French musician (1934–2016)

Pierre Barouh (born Élie Pierre Barouh; 19 February 1934 – 28 December 2016) was a French writer-composer-singer best known for his work on Claude Lelouch's film A Man and a Woman as an actor and the lyricist/singer for Francis Lai's music score.

== Early life and music ==
Barouh was born in Paris and along with his brother, Albert, and sister, was raised in Levallois-Perret. Their parents were Turkish-Jewish stallholders selling fabrics. During the Second World War, their parents hid them from the Nazis; Pierre and his sister in Montournais and Albert in la Limouzinière. During these years Élie, baptised Pierre, lived at La Grèlerie, the home of Hilaire and Marie Rocher, who had two sons. From this time, he drew inspiration for songs like "La Bicyclette", "Des ronds dans l'eau" and "Les Filles du dimanche".

After the war, he was briefly a sports journalist for Paris-Presse-Intransigeant and also played for the national volleyball B team in the 1950s. He spent some months in Portugal and discovered Brazilian music. He visited Brazil in 1959 and on his return to Paris came to know Brazilian writers and composers of bossa nova.

With his first earnings he bought the mill, la Morvient, by the river in Le Boupère in the Vendée where he had spent part of his childhood. There he established a recording studio and welcomed other artists, using it to advance the talent of others and creating his own label Saravah in 1965. With the label, he wished to mix musicians and styles, to multiply musical encounters. He worked with Pierre Akendengué, Areski Belkacem, Brigitte Fontaine, Nana Vasconcelos, Gérard Ansaloni, Jacques Higelin, Alfred Panou, Maurane, David McNeil, and Elis Regina.

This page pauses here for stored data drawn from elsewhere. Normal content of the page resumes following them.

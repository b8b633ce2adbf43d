//! # Canonical Encoding Profiles
//!
//! The four profiles are declared as one table of [`EncodingSpec`]s;
//! [`build_encoding`] turns a spec and a [`VocabSource`] into an [`Encoding`].

use core::str::FromStr;

use crate::{
    encoding::Encoding,
    errors::{BPResult, BpeProfilesError},
    patterns::{CL100K_BASE_PATTERN, P50K_BASE_PATTERN, R50K_BASE_PATTERN},
    sources::{VocabSource, VocabTier},
    specials::{CL100K_BASE_SPECIALS, P50K_BASE_SPECIALS, P50K_EDIT_SPECIALS, R50K_BASE_SPECIALS},
    types::{Rank, SpecialTokens},
};

/// The "`cl100k_base`" encoding name.
pub const CL100K_BASE: &str = "cl100k_base";

/// The "`p50k_base`" encoding name.
pub const P50K_BASE: &str = "p50k_base";

/// The "`p50k_edit`" encoding name.
pub const P50K_EDIT: &str = "p50k_edit";

/// The "`r50k_base`" encoding name.
pub const R50K_BASE: &str = "r50k_base";

/// The canonical encoding names.
#[derive(
    Clone,
    Copy,
    Debug,
    PartialEq,
    Eq,
    Hash,
    strum_macros::EnumString,
    strum_macros::EnumIter,
    strum_macros::EnumCount,
    strum_macros::IntoStaticStr,
    strum_macros::Display,
)]
pub enum EncodingName {
    /// GPT-3.5/GPT-4 "`cl100k_base`" encoding.
    #[strum(serialize = "cl100k_base")]
    Cl100kBase,

    /// Codex edit "`p50k_edit`" encoding.
    #[strum(serialize = "p50k_edit")]
    P50kEdit,

    /// Codex "`p50k_base`" encoding.
    #[strum(serialize = "p50k_base")]
    P50kBase,

    /// GPT-2/GPT-3 "`r50k_base`" encoding.
    #[strum(serialize = "r50k_base")]
    R50kBase,
}

impl EncodingName {
    /// All names, in [`EncodingName::index`] order.
    pub const ALL: [EncodingName; 4] = [
        EncodingName::Cl100kBase,
        EncodingName::P50kEdit,
        EncodingName::P50kBase,
        EncodingName::R50kBase,
    ];

    /// A dense index in `0..EncodingName::COUNT`.
    pub fn index(&self) -> usize {
        *self as usize
    }

    /// The canonical name string.
    pub fn as_str(&self) -> &'static str {
        (*self).into()
    }

    /// Parse a canonical name; anything else is an unknown encoding.
    pub fn parse(name: &str) -> BPResult<Self> {
        Self::from_str(name).map_err(|_| BpeProfilesError::UnknownEncoding(name.to_string()))
    }

    /// The profile definition.
    pub fn spec(&self) -> &'static EncodingSpec {
        &ENCODING_SPECS[self.index()]
    }
}

/// A constant encoding profile definition.
#[derive(Debug, Clone, Copy, PartialEq, Eq)]
pub struct EncodingSpec {
    /// The profile name.
    pub name: EncodingName,

    /// The text-segmentation pattern.
    pub pattern: &'static str,

    /// The special tokens.
    pub specials: &'static [(&'static str, Rank)],

    /// The merge table this profile is built over.
    pub tier: VocabTier,

    /// The declared vocabulary size, if any.
    pub explicit_vocab_size: Option<usize>,
}

impl EncodingSpec {
    /// The locator of the merge table.
    pub fn locator(&self) -> &'static str {
        self.tier.locator()
    }

    /// The special tokens, as a map.
    pub fn special_tokens(&self) -> SpecialTokens {
        self.specials
            .iter()
            .map(|&(literal, id)| (literal.to_string(), id))
            .collect()
    }

    /// Build the profile, loading its merge table from `source`.
    pub fn build(
        &self,
        source: &dyn VocabSource,
    ) -> BPResult<Encoding> {
        let merge_ranks = source.load(self.locator())?;
        Encoding::new(
            self.name,
            self.pattern,
            merge_ranks,
            self.special_tokens(),
            self.explicit_vocab_size,
        )
    }
}

/// The profile table, in [`EncodingName::index`] order.
pub const ENCODING_SPECS: [EncodingSpec; 4] = [
    EncodingSpec {
        name: EncodingName::Cl100kBase,
        pattern: CL100K_BASE_PATTERN,
        specials: CL100K_BASE_SPECIALS,
        tier: VocabTier::Large,
        explicit_vocab_size: None,
    },
    EncodingSpec {
        name: EncodingName::P50kEdit,
        pattern: P50K_BASE_PATTERN,
        specials: P50K_EDIT_SPECIALS,
        tier: VocabTier::Medium,
        explicit_vocab_size: None,
    },
    EncodingSpec {
        name: EncodingName::P50kBase,
        pattern: P50K_BASE_PATTERN,
        specials: P50K_BASE_SPECIALS,
        tier: VocabTier::Medium,
        explicit_vocab_size: Some(50281),
    },
    EncodingSpec {
        name: EncodingName::R50kBase,
        pattern: R50K_BASE_PATTERN,
        specials: R50K_BASE_SPECIALS,
        tier: VocabTier::Small,
        explicit_vocab_size: Some(50257),
    },
];

/// Build the named profile.
///
/// ## Returns
/// * `Ok(encoding)` - on success.
/// * `Err(BpeProfilesError::UnknownEncoding)` - `name` is not canonical.
/// * `Err(BpeProfilesError::InvalidVocabulary)` - the loaded table is empty.
/// * `Err(e)` - any error from `source`.
pub fn build_encoding(
    name: &str,
    source: &dyn VocabSource,
) -> BPResult<Encoding> {
    build_named_encoding(EncodingName::parse(name)?, source)
}

/// Build a profile by [`EncodingName`].
pub fn build_named_encoding(
    name: EncodingName,
    source: &dyn VocabSource,
) -> BPResult<Encoding> {
    name.spec().build(source)
}
//! # Download-once File Cache
//!
//! Remote files are downloaded into the cache directory under a path derived
//! from their URL, and served from disk afterwards.
//!
//! Downloads land in a `*.partial` sibling and are renamed into place only
//! once every mirror download reports success; an interrupted download is
//! never mistaken for a cache hit.

use std::{
    ffi::OsString,
    fs,
    path::{Path, PathBuf},
};

use anyhow::Context;
use downloader::{Download, Downloader};

use crate::{
    BPE_PROFILES_CACHE_CONFIG,
    path_resolver::DirKind,
    path_utils::{extend_path, url_context},
};

/// Options for [`BpeProfilesDiskCache`].
#[derive(Clone, Default, Debug)]
pub struct BpeProfilesDiskCacheOptions {
    /// Explicit cache directory; overrides the environment.
    pub cache_dir: Option<PathBuf>,

    /// Explicit data directory; overrides the environment.
    pub data_dir: Option<PathBuf>,

    /// Optional [`Downloader`] builder.
    pub downloader: Option<fn() -> Downloader>,
}

impl BpeProfilesDiskCacheOptions {
    /// Set the cache directory.
    pub fn with_cache_dir<P: AsRef<Path>>(
        mut self,
        cache_dir: Option<P>,
    ) -> Self {
        self.cache_dir = cache_dir.map(|p| p.as_ref().to_path_buf());
        self
    }

    /// Set the data directory.
    pub fn with_data_dir<P: AsRef<Path>>(
        mut self,
        data_dir: Option<P>,
    ) -> Self {
        self.data_dir = data_dir.map(|p| p.as_ref().to_path_buf());
        self
    }

    /// Set the downloader builder.
    pub fn with_downloader(
        mut self,
        downloader: Option<fn() -> Downloader>,
    ) -> Self {
        self.downloader = downloader;
        self
    }
}

/// Download-once storage for vocabulary files.
///
/// Directories are resolved through
/// [`BPE_PROFILES_CACHE_CONFIG`](crate::BPE_PROFILES_CACHE_CONFIG).
pub struct BpeProfilesDiskCache {
    cache_dir: PathBuf,
    data_dir: PathBuf,
    downloader: Downloader,
}

impl BpeProfilesDiskCache {
    /// Construct a new [`BpeProfilesDiskCache`].
    ///
    /// Fails if a directory can be resolved neither from `options`, the
    /// environment, nor the platform defaults.
    pub fn new(options: BpeProfilesDiskCacheOptions) -> anyhow::Result<Self> {
        let cache_dir = resolve(DirKind::Cache, options.cache_dir)?;
        let data_dir = resolve(DirKind::Data, options.data_dir)?;

        let downloader = match options.downloader {
            Some(builder) => builder(),
            None => Downloader::builder()
                .build()
                .context("failed to build downloader")?,
        };

        Ok(Self {
            cache_dir,
            data_dir,
            downloader,
        })
    }

    /// Get the directory of the given kind.
    pub fn dir(
        &self,
        kind: DirKind,
    ) -> &Path {
        match kind {
            DirKind::Cache => &self.cache_dir,
            DirKind::Data => &self.data_dir,
        }
    }

    /// Get the cache directory.
    pub fn cache_dir(&self) -> &Path {
        self.dir(DirKind::Cache)
    }

    /// Get the data directory.
    pub fn data_dir(&self) -> &Path {
        self.dir(DirKind::Data)
    }

    /// `<cache_dir>/<context..>/<file>`; not checked, not created.
    pub fn cache_path<C, F>(
        &self,
        context: &[C],
        file: F,
    ) -> PathBuf
    where
        C: AsRef<Path>,
        F: AsRef<Path>,
    {
        extend_path(&self.cache_dir, context, file)
    }

    /// `<data_dir>/<context..>/<file>`; not checked, not created.
    pub fn data_path<C, F>(
        &self,
        context: &[C],
        file: F,
    ) -> PathBuf
    where
        C: AsRef<Path>,
        F: AsRef<Path>,
    {
        extend_path(&self.data_dir, context, file)
    }

    /// Where [`BpeProfilesDiskCache::load_url`] caches `url`.
    pub fn url_path(
        &self,
        url: &str,
    ) -> anyhow::Result<PathBuf> {
        let file = Download::new(url).file_name;
        check_file_name(&file, url)?;
        Ok(self.cache_path(&url_context(url), file))
    }

    /// Load `url` from the cache, downloading it first if permitted.
    ///
    /// The cache location is [`BpeProfilesDiskCache::url_path`].
    pub fn load_url(
        &mut self,
        url: &str,
        download: bool,
    ) -> anyhow::Result<PathBuf> {
        self.load_cached_path(&url_context(url), &[url], download)
    }

    /// Load a file from the cache, downloading it first if permitted.
    ///
    /// # Arguments
    /// * `context` - prefix dirs, inserted between the cache dir and the file.
    /// * `urls` - mirrors of the file; the file name comes from the first.
    /// * `download` - whether a missing file may be downloaded.
    ///
    /// # Errors
    /// * `urls` is empty.
    /// * The first url has no file name, e.g. `https://example.com/`.
    /// * The file is not cached, and `download` is `false`.
    /// * Every mirror fails.
    pub fn load_cached_path<C, S>(
        &mut self,
        context: &[C],
        urls: &[S],
        download: bool,
    ) -> anyhow::Result<PathBuf>
    where
        C: AsRef<Path>,
        S: AsRef<str>,
    {
        let urls: Vec<&str> = urls.iter().map(|s| s.as_ref()).collect();
        let Some(&primary) = urls.first() else {
            anyhow::bail!("no urls to load");
        };

        let mut dl = Download::new_mirrored(&urls);
        check_file_name(&dl.file_name, primary)?;
        let path = self.cache_path(context, &dl.file_name);

        if path.is_file() {
            log::debug!("cache hit: {}", path.display());
            return Ok(path);
        }
        if !download {
            anyhow::bail!("not cached, and downloads are disabled: {}", path.display());
        }

        let partial = partial_path(&path);
        if let Some(parent) = path.parent() {
            fs::create_dir_all(parent)
                .with_context(|| format!("failed to create {}", parent.display()))?;
        }
        if partial.exists() {
            fs::remove_file(&partial)
                .with_context(|| format!("failed to remove stale {}", partial.display()))?;
        }

        log::info!("downloading {primary} -> {}", path.display());
        dl.file_name = partial.clone();
        for summary in self.downloader.download(&[dl])? {
            summary.with_context(|| format!("failed to download {primary}"))?;
        }

        fs::rename(&partial, &path).with_context(|| {
            format!(
                "failed to move {} into place; download produced no file?",
                partial.display()
            )
        })?;

        Ok(path)
    }
}

fn resolve(
    kind: DirKind,
    explicit: Option<PathBuf>,
) -> anyhow::Result<PathBuf> {
    BPE_PROFILES_CACHE_CONFIG
        .resolve_dir(kind, explicit)
        .with_context(|| {
            format!(
                "failed to resolve {kind:?} directory; set one of {:?}",
                BPE_PROFILES_CACHE_CONFIG.env_vars(kind)
            )
        })
}

fn check_file_name(
    file: &Path,
    url: &str,
) -> anyhow::Result<()> {
    if file.file_name().is_none() {
        anyhow::bail!("no file name in url: {url}");
    }
    Ok(())
}

fn partial_path(path: &Path) -> PathBuf {
    let mut name = path.file_name().map(OsString::from).unwrap_or_default();
    name.push(".partial");
    path.with_file_name(name)
}

#[cfg(test)]
mod tests {
    use std::env;

    use serial_test::serial;

    use super::*;
    use crate::{BPE_PROFILES_CACHE_DIR, BPE_PROFILES_DATA_DIR};

    fn temp_cache(dir: &tempdir::TempDir) -> BpeProfilesDiskCache {
        BpeProfilesDiskCache::new(
            BpeProfilesDiskCacheOptions::default()
                .with_cache_dir(Some(dir.path().join("cache")))
                .with_data_dir(Some(dir.path().join("data"))),
        )
        .unwrap()
    }

    /// Run `f` with the env overrides set to `values`, then restore them.
    fn with_env_overrides<F: FnOnce()>(
        values: [Option<&str>; 2],
        f: F,
    ) {
        let vars = [BPE_PROFILES_CACHE_DIR, BPE_PROFILES_DATA_DIR];
        let saved = vars.map(env::var_os);

        for (var, value) in vars.iter().zip(values) {
            match value {
                Some(v) => unsafe { env::set_var(var, v) },
                None => unsafe { env::remove_var(var) },
            }
        }
        f();
        for (var, value) in vars.iter().zip(saved) {
            match value {
                Some(v) => unsafe { env::set_var(var, v) },
                None => unsafe { env::remove_var(var) },
            }
        }
    }

    #[test]
    #[serial]
    fn test_dir_resolution() {
        let explicit = BpeProfilesDiskCacheOptions::default()
            .with_cache_dir(Some("/tmp/bpe-profiles/explicit-cache"))
            .with_data_dir(Some("/tmp/bpe-profiles/explicit-data"));

        with_env_overrides([None, None], || {
            let pds = BPE_PROFILES_CACHE_CONFIG.project_dirs().unwrap();
            let cache = BpeProfilesDiskCache::new(Default::default()).unwrap();
            assert_eq!(cache.cache_dir(), pds.cache_dir());
            assert_eq!(cache.data_dir(), pds.data_dir());
        });

        with_env_overrides(
            [Some("/tmp/bpe-profiles/env-cache"), Some("/tmp/bpe-profiles/env-data")],
            || {
                let cache = BpeProfilesDiskCache::new(Default::default()).unwrap();
                assert_eq!(cache.cache_dir(), Path::new("/tmp/bpe-profiles/env-cache"));
                assert_eq!(cache.dir(DirKind::Data), Path::new("/tmp/bpe-profiles/env-data"));

                let cache = BpeProfilesDiskCache::new(explicit.clone()).unwrap();
                assert_eq!(cache.cache_dir(), Path::new("/tmp/bpe-profiles/explicit-cache"));
                assert_eq!(cache.data_dir(), Path::new("/tmp/bpe-profiles/explicit-data"));
            },
        );
    }

    #[test]
    fn test_paths() {
        let dir = tempdir::TempDir::new("disk_cache_test").unwrap();
        let cache = temp_cache(&dir);

        assert_eq!(
            cache.data_path(&["snapshots"], "r50k_base.bprt"),
            dir.path().join("data/snapshots/r50k_base.bprt")
        );
        assert_eq!(
            cache.url_path("https://example.com/encodings/r50k_base.tiktoken").unwrap(),
            dir.path().join("cache/example.com/encodings/r50k_base.tiktoken")
        );
        assert_eq!(
            partial_path(Path::new("/a/b.tiktoken")),
            PathBuf::from("/a/b.tiktoken.partial")
        );
    }

    #[test]
    fn test_load_url_offline() {
        let dir = tempdir::TempDir::new("disk_cache_test").unwrap();
        let mut cache = temp_cache(&dir);
        let url = "https://example.com/encodings/r50k_base.tiktoken";

        let err = cache.load_url(url, false).unwrap_err();
        assert!(err.to_string().contains("downloads are disabled"), "{err:#}");

        // A leftover partial download is not a hit.
        let path = cache.url_path(url).unwrap();
        fs::create_dir_all(path.parent().unwrap()).unwrap();
        fs::write(partial_path(&path), b"IQ==").unwrap();
        assert!(cache.load_url(url, false).is_err());

        fs::write(&path, b"IQ== 0\n").unwrap();
        assert_eq!(cache.load_url(url, false).unwrap(), path);
        assert_eq!(
            cache
                .load_cached_path(&["example.com", "encodings"], &[url], false)
                .unwrap(),
            path
        );
    }

    #[test]
    fn test_load_requires_urls() {
        let dir = tempdir::TempDir::new("disk_cache_test").unwrap();
        let mut cache = temp_cache(&dir);

        let urls: [&str; 0] = [];
        assert!(cache.load_cached_path(&["x"], &urls, true).is_err());
    }

    #[test]
    fn test_url_without_file_name() {
        let dir = tempdir::TempDir::new("disk_cache_test").unwrap();
        let mut cache = temp_cache(&dir);

        for url in ["https://example.com/", "https://example.com/encodings/"] {
            assert!(cache.url_path(url).is_err(), "{url}");

            let err = cache.load_url(url, true).unwrap_err();
            assert!(err.to_string().contains("no file name"), "{err:#}");
        }
        assert!(!dir.path().join("cache.partial").exists());
        assert!(!dir.path().join("cache").exists());
    }
}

Soon after the label's creation, Barouh realised that he was not an able manager and so entrusted his management to a teenage friend he had known from playing volleyball at the age of 15. However, in 1972, he discovered that this friend had stolen 1,500,000 francs by means which prevented Barouh from being able to get any of it back, as he "had given him everything: signatures, etc".

==Cinema and theatre==
As an actor, he played the role of the gypsy leader in the film D'où viens-tu Johnny? and appeared in Lelouch's Une fille et des fusils. As writer/performer he had success with La Plage – immortalised by Marie Laforêt and the guitarist Claude Ciari – Tes dix-huit ans and Monsieur de Furstenberg. He shot a documentary on the beginnings of bossa nova with his longtime friend Baden Powell de Aquino.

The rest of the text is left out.